Soft Tissue Necrosis in Head and Neck Cancer Patients After Transoral Robotic Surgery or Wide Excision With Primary Closure Followed by Radiation Therapy.

Risk factors were evaluated for surgical bed soft tissue necrosis (STN) in head and neck cancer patients treated with postoperative radiation therapy (PORT) after transoral robotic surgery (TORS) or wide excision with primary closure. Sixty-seven patients were evaluated. STN was defined as ulceration and necrosis of the surgical bed or persistently unhealed high-grade acute mucositis with pain after PORT. The median RT dose of primary site was 63.6 Gy (range, 45-67.15 Gy) with 2 Gy/fx (range 1.8-2.2 Gy/fx). Total 41 patients (61.2%) were treated with concurrent chemoradiotherapy. The median follow-up period was 26 months. STN was diagnosed in 13 patients (19.4%). Most of the patients were treated with oral steroids, antibiotics, and analgesics and the lesions were eventually improved (median of 6 months after PORT).
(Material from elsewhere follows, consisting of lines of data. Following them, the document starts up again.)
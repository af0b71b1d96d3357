//! The built-in `core.loam` content module.

use loam_common::{SolidMaterial, Tool};
use loam_kernel::{
    DropKind, DropSpec, ItemDrop, KernelError, KindSpec, MaterialCategory, MaterialSpec,
    ModuleMeta, ServerApi, ServerKindSpec, ServerModule, StrikeOutcome, StrikeRule,
};
use serde_json::json;
use std::collections::BTreeMap;

pub const MODULE_ID: &str = "core.loam";
pub const PLAYER_KIND: &str = "core.loam.player";

/// Registry id of a core material, e.g. `core.loam.material.rock`.
pub fn material_id(material: SolidMaterial) -> String {
    format!("{MODULE_ID}.material.{}", material.name())
}

/// Inverse of [`material_id`].
pub fn material_from_id(id: &str) -> Option<SolidMaterial> {
    id.strip_prefix(MODULE_ID)?
        .strip_prefix(".material.")?
        .parse()
        .ok()
}

/// Strikes needed with the right tool.
pub fn hardness(material: SolidMaterial) -> u32 {
    match material {
        SolidMaterial::GRASS | SolidMaterial::DIRT => 1,
        SolidMaterial::WOOD | SolidMaterial::COAL => 2,
        SolidMaterial::DIAMOND => 4,
        _ => 3,
    }
}

/// Shovel for loose ground, pickaxe for everything else.
pub fn correct_tool(material: SolidMaterial) -> Tool {
    match material {
        SolidMaterial::GRASS | SolidMaterial::DIRT => Tool::Shovel,
        _ => Tool::Pickaxe,
    }
}

fn display_name(material: SolidMaterial) -> &'static str {
    match material {
        SolidMaterial::GRASS => "Grass",
        SolidMaterial::DIRT => "Dirt",
        SolidMaterial::ROCK => "Stone",
        SolidMaterial::WOOD => "Wood",
        SolidMaterial::COAL => "Coal",
        SolidMaterial::COPPER => "Copper",
        SolidMaterial::SILVER => "Silver",
        SolidMaterial::GOLD => "Gold",
        _ => "Diamond",
    }
}

/// Registers the nine terrain materials, one strike rule per material for its
/// proper tool, and the player kind.
#[derive(Debug, Clone, Copy, Default)]
pub struct CoreModule;

impl CoreModule {
    pub fn material_specs() -> Vec<MaterialSpec> {
        SolidMaterial::ALL
            .into_iter()
            .map(|m| MaterialSpec {
                id: material_id(m),
                display_name: display_name(m).to_string(),
                category: MaterialCategory::Solid,
                hardness: hardness(m) as f32,
                drop: Some(DropSpec {
                    kind: DropKind::Material,
                    id: material_id(m),
                    amount: 1,
                }),
            })
            .collect()
    }

    pub fn strike_rules() -> Vec<StrikeRule> {
        SolidMaterial::ALL
            .into_iter()
            .map(|m| StrikeRule {
                tool: correct_tool(m).name().to_string(),
                material: material_id(m),
                outcome: StrikeOutcome::Removed {
                    drops: vec![ItemDrop {
                        id: material_id(m),
                        qty: 1,
                    }],
                },
            })
            .collect()
    }

    pub fn player_kind() -> KindSpec {
        let components = BTreeMap::from([
            ("Transform".to_string(), json!({"x": 0, "y": 0, "rot": 0})),
            ("Stats".to_string(), json!({"hp": 100, "energy": 100})),
        ]);
        KindSpec {
            id: PLAYER_KIND.to_string(),
            server: Some(ServerKindSpec {
                components,
                hooks: None,
            }),
            client: None,
        }
    }
}

impl ServerModule for CoreModule {
    fn meta(&self) -> ModuleMeta {
        ModuleMeta {
            id: MODULE_ID.to_string(),
            version: env!("CARGO_PKG_VERSION").to_string(),
        }
    }

    fn init(&self, api: &ServerApi<'_>) -> Result<(), KernelError> {
        for spec in Self::material_specs() {
            api.register_material(spec)?;
        }
        for rule in Self::strike_rules() {
            api.register_strike_rule(rule)?;
        }
        api.register_kind(Self::player_kind())
    }
}
//! Persistence: a generic append-only event log with paged replay, optimistic
//! concurrency and periodic snapshots.
//!
//! # Invariants
//! - Event log is append-only; sequences are 1-based and gap-free per stream.
//! - An append with a stale expected sequence fails and writes nothing.
//! - Replaying the same events yields the same state regardless of page size.

mod engine;
mod log;
mod snapshot;
mod store;

pub use engine::{
    CborClone, Committed, EngineOptions, LogEngine, LogError, Reducer, Replayed, StateCloner,
    StructuralClone,
};
pub use log::{EventStore, LogEvent, ReadPage, Snapshot, SnapshotStore, StoreError};
pub use snapshot::{MemoryEventStore, MemorySnapshotStore};
pub use store::{FileSnapshotStore, JsonlEventStore};

#[cfg(test)]
mod fixtures;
STN did not influence local control. A depth of invasion (DOI > 1.4 cm, odds ratio [OR] 14.04, p = 0.004) and maximum dose/fraction (CTVpmax/fx > 2.3 Gy, OR 6.344, p = 0.043) and grade 3 acute mucositis (OR 6.090, p = 0.054) were related to STN. The 12 (23.5%) of 51 oropharyngeal cancer patients presented STN, and the risk factors were DOI > 1.2 cm (OR 21.499, P = 0.005), CTVpmax/fx > 2.3 Gy (OR 12.972, P = 0.021) and grade 3 acute mucositis (OR 10.537, P = 0.052). Patients treated with TORS or WE with primary closure followed by PORT had a high risk of surgical bed STN. STN risk factors included DOI (>1.2-1.4 cm) and CTVpmax/fx (>2.3 Gy). Radiation therapy after TORS must be carefully designed to prevent STN.